When I arrived here in 2007, among the many criticisms I heard about The Vindicator was our Vindy.com message board and what a travesty it was for the Valley.
The criticism was certainly about the anonymity of the posters. But people were equally outraged at the audacity of the comments and demanded that we police such errors and absurdities in that forum.
I was not a fan of our message board then, nor am I today as I write this.
Today, the volume of complaints is not nearly what it was back then.
But wow, how I long for those days.
Though there is less message-board activity at Vindy.com, the Internet seems to be a worse place in terms of errors and absurdities.
Social media — Facebook, Twitter and the like — can fuel an opportunity for our speech to have a reach that is unprecedented. And I know we’re not always better for it.
I’ll admit at this point (because many of you are likely set to point back at me) that we, as traditional, old-school gatekeepers of freedom of speech, are far from perfect. We — being journalists in print or broadcast — experience both failures and successes in what we say.
But traditional media have a process, filter and conscience that — over the course of a week, a year or a career — has served our democracy fairly well for a few hundred years.
(But again, we are not perfect.)
Yet I’m dismayed when I get to some social-media forums where process, filter and conscience come down to “If I can type it, I should!” Some people and forums have routinely torched various Valley people and companies, including us, for a while now.
I am stunned that many people do so with their names attached.
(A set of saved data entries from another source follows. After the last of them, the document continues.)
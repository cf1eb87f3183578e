use lazy_static::lazy_static;
use regex::Regex;

lazy_static! {
    /// Legacy (`1`), script-hash (`3`) and segwit (`bc1`) prefixes, followed by 25 to 39
    /// base58/bech32-looking characters. `I` and `O` never appear in either alphabet.
    static ref ADDRESS: Regex =
        Regex::new(r"^(1|3|bc1)[a-zA-HJ-NP-Z0-9]{25,39}$").expect("static regex");
}

/// Structural check that `address` looks like a mainnet address.
/// This does not verify checksums.
pub fn is_valid_address(address: &str) -> bool {
    ADDRESS.is_match(address)
}
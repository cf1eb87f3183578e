use std::time::Duration;

use color_eyre::eyre::Result;
use rand::{rngs::StdRng, Rng, SeedableRng};
use tokio::time::sleep;
use tracing::{error, info, instrument, warn};

use super::partition::Chunk;
use super::progress::ProgressTracker;
use crate::config::IngestConfig;
use crate::db::Db;
use crate::explorer::{BlockAddresses, BlockFetcher, FetchError};
use crate::validate::is_valid_address;

/// How a worker reacts to rate limiting
#[derive(Debug, Clone)]
pub struct RateLimitPolicy {
    pub retries: u32,
    pub pause_min: Duration,
    pub pause_max: Duration,
}

impl From<&IngestConfig> for RateLimitPolicy {
    fn from(config: &IngestConfig) -> Self {
        let pause_min = Duration::from_millis(config.rate_limit_pause_min_ms);
        let pause_max = Duration::from_millis(config.rate_limit_pause_max_ms).max(pause_min);

        Self {
            retries: config.rate_limit_retries,
            pause_min,
            pause_max,
        }
    }
}

/// Outcome of one worker's chunk
#[derive(Debug, Default, Clone, PartialEq, Eq)]
pub struct WorkerReport {
    /// Heights fetched and fully saved
    pub completed: u64,

    /// Newly inserted addresses
    pub inserted: u64,

    /// Heights skipped after a fetch failure, ascending
    pub failed: Vec<u64>,
}

/// Walks one chunk in ascending order, one height at a time
pub struct Worker<F> {
    id: usize,
    chunk: Chunk,
    fetcher: F,
    db: Db,
    progress: ProgressTracker,
    rate_limit: RateLimitPolicy,
    rng: StdRng,
}

impl<F: BlockFetcher> Worker<F> {
    pub fn new(
        id: usize,
        chunk: Chunk,
        fetcher: F,
        db: Db,
        progress: ProgressTracker,
        rate_limit: RateLimitPolicy,
    ) -> Self {
        Self {
            id,
            chunk,
            fetcher,
            db,
            progress,
            rate_limit,
            rng: StdRng::from_entropy(),
        }
    }

    /// Store errors abort the chunk. Fetch errors only skip the offending height
    #[instrument(name = "worker", skip(self), fields(id = self.id, chunk = %self.chunk))]
    pub async fn run(mut self) -> Result<WorkerReport> {
        let mut report = WorkerReport::default();

        for height in self.chunk.heights() {
            match self.fetch(height).await {
                Some(addresses) => {
                    report.inserted += save(&self.db, &addresses).await?;
                    self.progress.complete(height).await?;
                    report.completed += 1;
                }
                None => report.failed.push(height),
            }
        }

        info!(
            completed = report.completed,
            inserted = report.inserted,
            failed = report.failed.len(),
            "chunk finished"
        );

        Ok(report)
    }

    /// Fetches `height`, pausing and retrying while the explorer rate limits us.
    /// `None` means the height is skipped
    async fn fetch(&mut self, height: u64) -> Option<BlockAddresses> {
        let mut pauses = 0;

        loop {
            match self.fetcher.fetch_block(height).await {
                Ok(addresses) => return Some(addresses),

                Err(FetchError::RateLimited) if pauses < self.rate_limit.retries => {
                    pauses += 1;
                    let pause = self
                        .rng
                        .gen_range(self.rate_limit.pause_min..=self.rate_limit.pause_max);
                    warn!(
                        height,
                        pause_ms = pause.as_millis() as u64,
                        attempt = pauses,
                        "rate limited, retrying after pause"
                    );
                    sleep(pause).await;
                }

                Err(FetchError::RateLimited) => {
                    error!(height, pauses, "still rate limited, skipping height");
                    return None;
                }

                Err(err) => {
                    error!(height, error = %err, "failed to fetch block, skipping height");
                    return None;
                }
            }
        }
    }

}

/// Returns how many of `addresses` were new
async fn save(db: &Db, addresses: &BlockAddresses) -> Result<u64> {
    let mut inserted = 0;

    for address in addresses.iter().filter(|a| is_valid_address(a)) {
        if db.save_address(address).await? {
            inserted += 1;
        }
    }

    Ok(inserted)
}

#[cfg(test)]
mod tests {
    use color_eyre::Result;
    use reqwest::StatusCode;
    use rstest::rstest;
    use tempfile::TempDir;

    use super::*;
    use crate::test_utils::{db, ingest_config, ScriptedFetcher};

    const ADDR: &str = "1BvBMSEYstWetqTFn5Au4m4GFg7xJaNVN2";

    fn worker(db: &Db, chunk: Chunk, fetcher: &ScriptedFetcher) -> Worker<ScriptedFetcher> {
        Worker::new(
            0,
            chunk,
            fetcher.clone(),
            db.clone(),
            ProgressTracker::new(db.clone(), chunk.first),
            RateLimitPolicy::from(&ingest_config(chunk.last, 1)),
        )
    }

    #[rstest]
    #[tokio::test]
    async fn test_rate_limit_pauses_are_bounded(#[future(awt)] db: (TempDir, Db)) -> Result<()> {
        let (_dir, db) = db;
        let fetcher = ScriptedFetcher::default();
        for _ in 0..100 {
            fetcher.script(1, Err(FetchError::RateLimited));
        }

        let report = worker(&db, Chunk { first: 1, last: 2 }, &fetcher)
            .run()
            .await?;

        // first attempt plus 5 paused retries for height 1, then height 2
        assert_eq!(fetcher.calls(), [vec![1; 6], vec![2]].concat());
        assert_eq!(report.failed, vec![1]);
        assert_eq!(report.completed, 1);

        Ok(())
    }

    #[rstest]
    #[tokio::test]
    async fn test_rate_limit_then_success(#[future(awt)] db: (TempDir, Db)) -> Result<()> {
        let (_dir, db) = db;
        let fetcher = ScriptedFetcher::default();
        fetcher.script(1, Err(FetchError::RateLimited));
        fetcher.script(1, Err(FetchError::RateLimited));
        fetcher.script(1, Ok(BlockAddresses::from([ADDR.to_owned()])));

        let report = worker(&db, Chunk { first: 1, last: 1 }, &fetcher)
            .run()
            .await?;

        assert_eq!(fetcher.calls(), vec![1, 1, 1]);
        assert_eq!(report.completed, 1);
        assert!(report.failed.is_empty());
        assert_eq!(db.addresses().await?, vec![ADDR.to_owned()]);

        Ok(())
    }

    #[rstest]
    #[tokio::test]
    async fn test_failed_height_is_skipped(#[future(awt)] db: (TempDir, Db)) -> Result<()> {
        let (_dir, db) = db;
        let fetcher = ScriptedFetcher::default();
        fetcher.script(2, Err(FetchError::Status(StatusCode::NOT_FOUND)));
        fetcher.script(3, Ok(BlockAddresses::from([ADDR.to_owned()])));

        let report = worker(&db, Chunk { first: 1, last: 3 }, &fetcher)
            .run()
            .await?;

        assert_eq!(fetcher.calls(), vec![1, 2, 3]);
        assert_eq!(
            report,
            WorkerReport {
                completed: 2,
                inserted: 1,
                failed: vec![2],
            }
        );
        assert_eq!(db.get_progress().await?, 1);
        assert_eq!(db.addresses().await?, vec![ADDR.to_owned()]);

        Ok(())
    }

    #[rstest]
    #[tokio::test(flavor = "multi_thread", worker_threads = 2)]
    async fn test_runs_on_spawned_task(#[future(awt)] db: (TempDir, Db)) -> Result<()> {
        let (_dir, db) = db;
        let fetcher = ScriptedFetcher::default();
        fetcher.script(2, Ok(BlockAddresses::from([ADDR.to_owned()])));

        let handle = tokio::spawn(worker(&db, Chunk { first: 1, last: 3 }, &fetcher).run());
        let report = handle.await??;

        assert_eq!(report.completed, 3);
        assert_eq!(report.inserted, 1);
        assert_eq!(db.get_progress().await?, 3);

        Ok(())
    }

    #[rstest]
    #[tokio::test]
    async fn test_malformed_addresses_are_not_saved(
        #[future(awt)] db: (TempDir, Db),
    ) -> Result<()> {
        let (_dir, db) = db;
        let fetcher = ScriptedFetcher::default();
        fetcher.script(
            1,
            Ok(BlockAddresses::from([
                ADDR.to_owned(),
                "d-1234-5678".to_owned(),
            ])),
        );

        let report = worker(&db, Chunk { first: 1, last: 1 }, &fetcher)
            .run()
            .await?;

        assert_eq!(report.inserted, 1);
        assert_eq!(db.count_addresses().await?, 1);
        assert_eq!(db.get_progress().await?, 1);

        Ok(())
    }
}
Though that’s far better than the anonymous rants by cellar dwellers, I think it’s more unnerving. I don’t necessarily want to see you naked, nor do I want to always know what you’re thinking.
Two people this week left me shaking my head. Both were commenting on the Youngstown State University president situation.
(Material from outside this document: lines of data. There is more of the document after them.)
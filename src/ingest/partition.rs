use std::fmt;
use std::ops::RangeInclusive;

/// Contiguous run of block heights handed to a single worker
#[derive(Debug, Clone, Copy, PartialEq, Eq)]
pub struct Chunk {
    pub first: u64,
    pub last: u64,
}

impl Chunk {
    pub fn heights(&self) -> RangeInclusive<u64> {
        self.first..=self.last
    }

    /// Number of heights in the chunk. Never zero
    pub fn size(&self) -> u64 {
        self.last - self.first + 1
    }
}

impl fmt::Display for Chunk {
    fn fmt(&self, f: &mut fmt::Formatter<'_>) -> fmt::Result {
        write!(f, "{}..={}", self.first, self.last)
    }
}

/// Splits `range` into at most `workers` ascending, non-overlapping chunks that cover it exactly.
///
/// Chunks are `len / workers` heights long (at least one); whatever doesn't divide evenly is
/// appended to the last chunk
pub fn partition(range: RangeInclusive<u64>, workers: usize) -> Vec<Chunk> {
    let (start, end) = (*range.start(), *range.end());
    if start > end {
        return vec![];
    }

    let len = end - start + 1;
    let workers = workers.max(1) as u64;
    let chunk_size = (len / workers).max(1);
    let count = len.min(workers);

    (0..count)
        .map(|i| {
            let first = start + i * chunk_size;
            let last = if i == count - 1 {
                end
            } else {
                first + chunk_size - 1
            };
            Chunk { first, last }
        })
        .collect()
}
First thing to understand about this event is that there are no fewer than 20 full-time media groups trying to cover this story. In addition to the seven just in our city alone, the outlets also are based in Akron, Cleveland, Columbus, Chicago and southern Illinois. This is in addition to eager citizens Googling all that they can on Randy Dunn, Jim Tressel, Southern Illinois University, YSU, University of Akron and more.
All media are feeding off one another once one gets a fresh tidbit. Chances are, you are not following all 20. However, that’s part of our job. So we have a unique idea of who reported what and when.
The two people were ostensibly celebrating news generated by the student newspapers at YSU and Southern Illinois University. But both felt the need to take a shot at us and other local media, as well. “Why did a student newspaper have this, and not the professionals” was their theme.
Shots happen. But what stunned me was when I tried to teach and explain as I just did above, both offered a rather firm “screw you.”
One was a university worker, and the other was an esteemed legal mind.
It’s worth noting here that the entire “Randy Dunn is going to SIU” saga was broken by the Daily Egyptian, the student newspaper in Carbondale, Ill. This is important because you have to celebrate local journalism wherever you encounter it. And in celebrating it, perhaps you can even encourage and support it.
Neither of the two highly educated folks I engaged this week found any value in calling the newsroom or sending an email to us saying “Hey, did you know ...”
We’re glad that many do — offering to contribute instead of kick. Both require the same amount of effort.
When I pointed out to the YSU staffer that the other media are to be congratulated, I added that in the meantime, YSU was referenced 18 times in The Vindicator over last weekend for various academic and athletic feats.
The reply was: Well of course that’s so, a major YSU donor also controls The Vindicator.
Award points there for imagination and absurdity, but not for accuracy.
The lawyer called me thin-skinned and said he was only trying to compliment the student paper for their work.
I asked him to revisit his part about “why doesn’t The Vindicator or other local media have this?”
Others reading today will likely join the thin-skinned talk, and that’s fine. But in all honesty, we probably deal with more complaints in our first hour than most businesses do in a week, and it’s as much for what we do right as for what we do wrong.
The key point I’d ask you to ponder is, the art of “right” when speaking or posting.
Early in my career, I learned appreciation for this principle:
You have the right to say many things. But do you have the capacity to say what’s right, and, at the right time?
It’s kind of the old free-speech test of yelling “fire” in a crowded movie theater.
I’ve seen many in my profession abuse that principle.
I’ve seen many more in the community do such, and now you can see it every day in various social- media forums.
Heck, you can see it virtually every minute.
Twenty years ago, bad speech stayed at the bar with the drunk guy or at the family table with the crazy aunt.
Now, every citizen is blessed with a reach and an ability they’ve never had before. It’s a reach even our forefathers could never conceive as they placed the final period mark on their ambitious First Amendment idea.
Some of our greatest societies collapsed due to their excess.
I sure hope our ability to say more than ever before doesn’t do the same for us.